Please report how many lines in these records contain the string "unwrap", and give nothing besides the number.

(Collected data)
━━━━━━━━━━━━━━━━

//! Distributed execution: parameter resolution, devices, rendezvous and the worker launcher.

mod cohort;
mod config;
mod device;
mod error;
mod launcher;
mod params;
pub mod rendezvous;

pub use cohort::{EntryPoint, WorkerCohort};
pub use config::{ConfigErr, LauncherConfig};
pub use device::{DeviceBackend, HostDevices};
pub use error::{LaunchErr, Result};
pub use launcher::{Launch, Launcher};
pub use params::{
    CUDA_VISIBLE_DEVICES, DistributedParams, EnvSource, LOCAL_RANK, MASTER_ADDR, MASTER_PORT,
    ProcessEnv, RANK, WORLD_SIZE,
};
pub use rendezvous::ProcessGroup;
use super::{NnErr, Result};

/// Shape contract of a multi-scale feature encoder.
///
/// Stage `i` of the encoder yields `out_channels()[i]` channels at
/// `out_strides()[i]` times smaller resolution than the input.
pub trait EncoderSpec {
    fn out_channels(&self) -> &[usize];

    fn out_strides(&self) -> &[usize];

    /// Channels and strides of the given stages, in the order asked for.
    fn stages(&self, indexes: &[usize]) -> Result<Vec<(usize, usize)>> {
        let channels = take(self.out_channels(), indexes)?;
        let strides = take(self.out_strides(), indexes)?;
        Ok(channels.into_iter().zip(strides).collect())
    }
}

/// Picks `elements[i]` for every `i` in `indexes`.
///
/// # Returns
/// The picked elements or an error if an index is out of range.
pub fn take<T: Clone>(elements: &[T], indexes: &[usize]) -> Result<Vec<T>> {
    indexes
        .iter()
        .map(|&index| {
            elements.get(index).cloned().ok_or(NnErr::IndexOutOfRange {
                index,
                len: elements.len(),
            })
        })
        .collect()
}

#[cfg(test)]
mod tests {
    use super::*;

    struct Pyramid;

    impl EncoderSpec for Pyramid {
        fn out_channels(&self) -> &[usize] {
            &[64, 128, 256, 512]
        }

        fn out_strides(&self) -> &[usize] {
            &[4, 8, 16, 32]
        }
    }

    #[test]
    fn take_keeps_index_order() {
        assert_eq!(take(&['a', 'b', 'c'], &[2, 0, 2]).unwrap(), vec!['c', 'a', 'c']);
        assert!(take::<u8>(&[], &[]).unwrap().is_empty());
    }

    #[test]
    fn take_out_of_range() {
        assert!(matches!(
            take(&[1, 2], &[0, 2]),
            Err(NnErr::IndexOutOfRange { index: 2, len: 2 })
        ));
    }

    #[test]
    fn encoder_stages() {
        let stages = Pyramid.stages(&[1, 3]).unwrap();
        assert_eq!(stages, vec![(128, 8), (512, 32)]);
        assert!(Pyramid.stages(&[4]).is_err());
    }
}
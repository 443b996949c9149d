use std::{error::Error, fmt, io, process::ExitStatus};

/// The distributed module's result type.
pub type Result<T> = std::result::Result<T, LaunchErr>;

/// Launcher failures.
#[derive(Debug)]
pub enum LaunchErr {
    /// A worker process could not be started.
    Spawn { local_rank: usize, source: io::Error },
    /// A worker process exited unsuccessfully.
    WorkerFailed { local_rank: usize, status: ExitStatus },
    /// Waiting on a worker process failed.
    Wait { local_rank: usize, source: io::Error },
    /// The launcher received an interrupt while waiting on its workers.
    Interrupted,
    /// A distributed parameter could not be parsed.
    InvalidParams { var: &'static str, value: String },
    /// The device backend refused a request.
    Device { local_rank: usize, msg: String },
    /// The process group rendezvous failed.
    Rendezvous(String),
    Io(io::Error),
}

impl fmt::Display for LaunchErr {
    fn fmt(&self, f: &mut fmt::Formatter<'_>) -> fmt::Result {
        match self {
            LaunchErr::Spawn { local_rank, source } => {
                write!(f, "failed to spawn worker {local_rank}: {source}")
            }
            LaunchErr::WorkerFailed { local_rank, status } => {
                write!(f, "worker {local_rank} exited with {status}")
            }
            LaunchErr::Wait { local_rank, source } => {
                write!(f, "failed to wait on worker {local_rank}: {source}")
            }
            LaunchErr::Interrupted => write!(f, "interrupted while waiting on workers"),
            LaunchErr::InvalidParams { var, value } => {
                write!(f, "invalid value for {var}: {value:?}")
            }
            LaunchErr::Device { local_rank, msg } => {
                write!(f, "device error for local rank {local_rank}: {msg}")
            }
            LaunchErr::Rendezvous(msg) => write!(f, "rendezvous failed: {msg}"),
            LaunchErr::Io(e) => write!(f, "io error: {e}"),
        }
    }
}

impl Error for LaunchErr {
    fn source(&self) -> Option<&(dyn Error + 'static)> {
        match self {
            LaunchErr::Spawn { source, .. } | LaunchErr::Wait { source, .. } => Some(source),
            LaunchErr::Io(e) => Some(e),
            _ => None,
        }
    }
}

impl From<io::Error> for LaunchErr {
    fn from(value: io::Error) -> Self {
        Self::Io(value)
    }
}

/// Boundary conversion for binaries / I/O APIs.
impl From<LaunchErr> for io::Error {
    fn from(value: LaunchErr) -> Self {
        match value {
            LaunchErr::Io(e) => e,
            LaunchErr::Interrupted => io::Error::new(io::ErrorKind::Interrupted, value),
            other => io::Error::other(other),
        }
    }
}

━━━━━━━━━━━━━━━━

◆ **Solution for this exercise**:
3